June kicked off with a big bang, as stocks and many commodities hit new highs for the year. Is it time for a breather? Lind Plus Senior Market Strategist Jeff Friedman said “today could be a turnaround Tuesday” as bulls take some profits. “The signs are coming for a stronger sell-off,” he added.

Technical momentum indicators, Stochastics and the Relative Strength Index (RSI) remain bullish, signaling sideways to higher prices. Friedman said the 38 percent Fibonacci retracement from the 2008- 2009 decline comes in at 1040 in June S&P futures, the next upside target for swing traders. First resistance comes in at 947. On the flip side, two-days of closes below 875, May’s reactionary low, could confirm a top, he said. Near-term support comes in at the 20-day moving average 904.

MF Global Research Analyst Ed Meir said in his morning research notes that even if the markets are ripe for a pullback, it’s hard to fight the trend.

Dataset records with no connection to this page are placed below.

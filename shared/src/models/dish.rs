//! Dish Model (Gerant_plat)

use rust_decimal::Decimal;
use serde::{Deserialize, Deserializer, Serialize};
use std::borrow::Cow;
use std::str::FromStr;

use crate::RecordId;
use crate::error::{ValidationError, ValidationResult};
use crate::search::Searchable;
use crate::util::{parse_decimal, parse_int_or, required};

/// Category used when the form leaves it blank
pub const DEFAULT_DISH_CATEGORY: &str = "viande";

/// Dish entity (menu item)
#[derive(Debug, Clone, PartialEq, Serialize, Deserialize)]
pub struct Dish {
    #[serde(rename = "id_plat")]
    pub id: RecordId,
    #[serde(rename = "nom")]
    pub name: String,
    #[serde(default)]
    pub description: String,
    /// Accepts both JSON numbers and numeric strings
    #[serde(rename = "prix")]
    pub price: Decimal,
    #[serde(rename = "calorie", default, deserialize_with = "lenient_number")]
    pub calories: i64,
    #[serde(rename = "categorie", default)]
    pub category: String,
    /// Image URL
    #[serde(default)]
    pub image: String,
    /// Creation date as stored by the backend
    #[serde(default)]
    pub date: Option<String>,
    /// Order count, computed by the backend
    #[serde(rename = "commandes", default, deserialize_with = "lenient_number")]
    pub orders: i64,
    /// Average rating, computed by the backend
    #[serde(default, deserialize_with = "lenient_optional_number")]
    pub rating: Option<f64>,
    #[serde(default)]
    pub ingredients: Vec<DishIngredient>,
    /// Health alert references
    #[serde(rename = "maladies", default)]
    pub health_alerts: Vec<RecordId>,
}

impl Dish {
    /// Price as shown on the menu (`"12.50da"`)
    pub fn price_label(&self) -> String {
        format!("{}da", self.price)
    }
}

impl Searchable for Dish {
    fn search_fields(&self) -> Vec<Cow<'_, str>> {
        vec![Cow::Borrowed(&self.name), Cow::Borrowed(&self.category)]
    }
}

/// Ingredient line of a dish
#[derive(Debug, Clone, Copy, PartialEq, Eq, Serialize, Deserialize)]
pub struct DishIngredient {
    #[serde(rename = "id_ingredient")]
    pub ingredient_id: RecordId,
    #[serde(rename = "quantite")]
    pub quantity: i64,
}

impl DishIngredient {
    pub fn new(ingredient_id: RecordId, quantity: i64) -> Self {
        Self {
            ingredient_id,
            quantity,
        }
    }
}

/// Dish form as typed by the manager
#[derive(Debug, Clone, Default)]
pub struct DishForm {
    pub name: String,
    pub description: String,
    pub price: String,
    pub calories: String,
    pub category: String,
    pub image: String,
    /// Defaults to today (`%Y-%m-%d`) when absent
    pub date: Option<String>,
    pub ingredients: Vec<DishIngredient>,
    pub health_alerts: Vec<RecordId>,
}

impl DishForm {
    /// Check the form and build the create payload.
    ///
    /// A dish needs a name, a numeric non-negative price, at least one
    /// ingredient with a positive quantity and at least one health alert.
    pub fn validate(&self) -> ValidationResult<DishCreate> {
        let name = required("name", &self.name)?;
        let price = parse_decimal("price", &self.price)?;
        if price.is_sign_negative() {
            return Err(ValidationError::out_of_range("price", "must not be negative"));
        }
        let calories = parse_int_or("calories", &self.calories, 0)?;
        if calories < 0 {
            return Err(ValidationError::out_of_range("calories", "must not be negative"));
        }
        if self.ingredients.is_empty() {
            return Err(ValidationError::empty("ingredient"));
        }
        if let Some(line) = self.ingredients.iter().find(|line| line.quantity <= 0) {
            return Err(ValidationError::out_of_range(
                "quantity",
                format!("ingredient {} needs a positive quantity", line.ingredient_id),
            ));
        }
        if self.health_alerts.is_empty() {
            return Err(ValidationError::empty("health alert"));
        }

        let category = match self.category.trim() {
            "" => DEFAULT_DISH_CATEGORY.to_string(),
            other => other.to_string(),
        };
        let date = match self.date.as_deref().map(str::trim) {
            Some(date) if !date.is_empty() => date.to_string(),
            _ => chrono::Local::now().format("%Y-%m-%d").to_string(),
        };

        Ok(DishCreate {
            name,
            description: self.description.trim().to_string(),
            price,
            calories,
            category,
            date,
            ingredients: self.ingredients.clone(),
            health_alerts: self.health_alerts.clone(),
            image: self.image.trim().to_string(),
        })
    }
}

/// Create dish payload
#[derive(Debug, Clone, PartialEq, Serialize)]
pub struct DishCreate {
    #[serde(rename = "nom")]
    pub name: String,
    pub description: String,
    #[serde(rename = "prix", serialize_with = "rust_decimal::serde::float::serialize")]
    pub price: Decimal,
    #[serde(rename = "calorie")]
    pub calories: i64,
    #[serde(rename = "categorie")]
    pub category: String,
    pub date: String,
    pub ingredients: Vec<DishIngredient>,
    #[serde(rename = "maladies")]
    pub health_alerts: Vec<RecordId>,
    pub image: String,
}

/// New menu price as typed by the manager
#[derive(Debug, Clone, Default)]
pub struct PriceChange {
    pub price: String,
}

impl PriceChange {
    pub fn new(price: impl Into<String>) -> Self {
        Self {
            price: price.into(),
        }
    }

    pub fn validate(&self) -> ValidationResult<Decimal> {
        let price = parse_decimal("price", &self.price)?;
        if price.is_sign_negative() {
            return Err(ValidationError::out_of_range("price", "must not be negative"));
        }
        Ok(price)
    }
}

/// Price update payload; the dish is keyed in the body, not the path
#[derive(Debug, Clone, PartialEq, Serialize)]
pub struct DishPriceUpdate {
    #[serde(rename = "id_plat")]
    pub dish_id: RecordId,
    #[serde(rename = "prix", serialize_with = "rust_decimal::serde::float::serialize")]
    pub price: Decimal,
}

/// Body for attaching or re-weighting an ingredient on a dish
#[derive(Debug, Clone, Copy, PartialEq, Eq, Serialize)]
pub struct DishIngredientLink {
    #[serde(rename = "id_plat")]
    pub dish_id: RecordId,
    #[serde(rename = "id_ingredient")]
    pub ingredient_id: RecordId,
    #[serde(rename = "quantite")]
    pub quantity: i64,
}

impl DishIngredientLink {
    pub fn new(dish_id: RecordId, ingredient_id: RecordId, quantity: i64) -> ValidationResult<Self> {
        if quantity <= 0 {
            return Err(ValidationError::out_of_range("quantity", "must be positive"));
        }
        Ok(Self {
            dish_id,
            ingredient_id,
            quantity,
        })
    }
}

/// Body for detaching an ingredient from a dish
#[derive(Debug, Clone, Copy, PartialEq, Eq, Serialize)]
pub struct DishIngredientUnlink {
    #[serde(rename = "id_plat")]
    pub dish_id: RecordId,
    #[serde(rename = "id_ingredient")]
    pub ingredient_id: RecordId,
}

/// Backend numbers sometimes arrive as text (`"450"`)
#[derive(Deserialize)]
#[serde(untagged)]
enum NumberOrText<T> {
    Number(T),
    Text(String),
}

impl<T: FromStr> NumberOrText<T> {
    fn into_number(self) -> Option<T> {
        match self {
            Self::Number(n) => Some(n),
            Self::Text(text) => text.trim().parse().ok(),
        }
    }
}

/// Number or numeric string; null, blank or unreadable text is the default
fn lenient_number<'de, D, T>(deserializer: D) -> Result<T, D::Error>
where
    D: Deserializer<'de>,
    T: Deserialize<'de> + FromStr + Default,
{
    Ok(lenient_optional_number(deserializer)?.unwrap_or_default())
}

fn lenient_optional_number<'de, D, T>(deserializer: D) -> Result<Option<T>, D::Error>
where
    D: Deserializer<'de>,
    T: Deserialize<'de> + FromStr,
{
    let raw = Option::<NumberOrText<T>>::deserialize(deserializer)?;
    Ok(raw.and_then(NumberOrText::into_number))
}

“Markets were on fire yesterday, reminiscent of the heady days we were seeing at this time last year. At this point, everyone is wondering whether the across-the-board rallies are for real or not, and whether prices have already over-discounted the modest signs of recovery we see cropping up. For the moment, we think there is still too much buy-side momentum to call a top in any of these markets, be it energy, U.S. equities, or base metals. According to our charts, of the three, oil is the most overbought, with an RSI of 76 versus RSI’s in the high 60’s shown for both the S&P 500 and LME copper. This could suggest that oil may be the first to buckle, dragging the others down with it.”

He said oil bears may get their chance if the Energy Information Administration’s inventory numbers come out with a bearish surprise on Wednesday.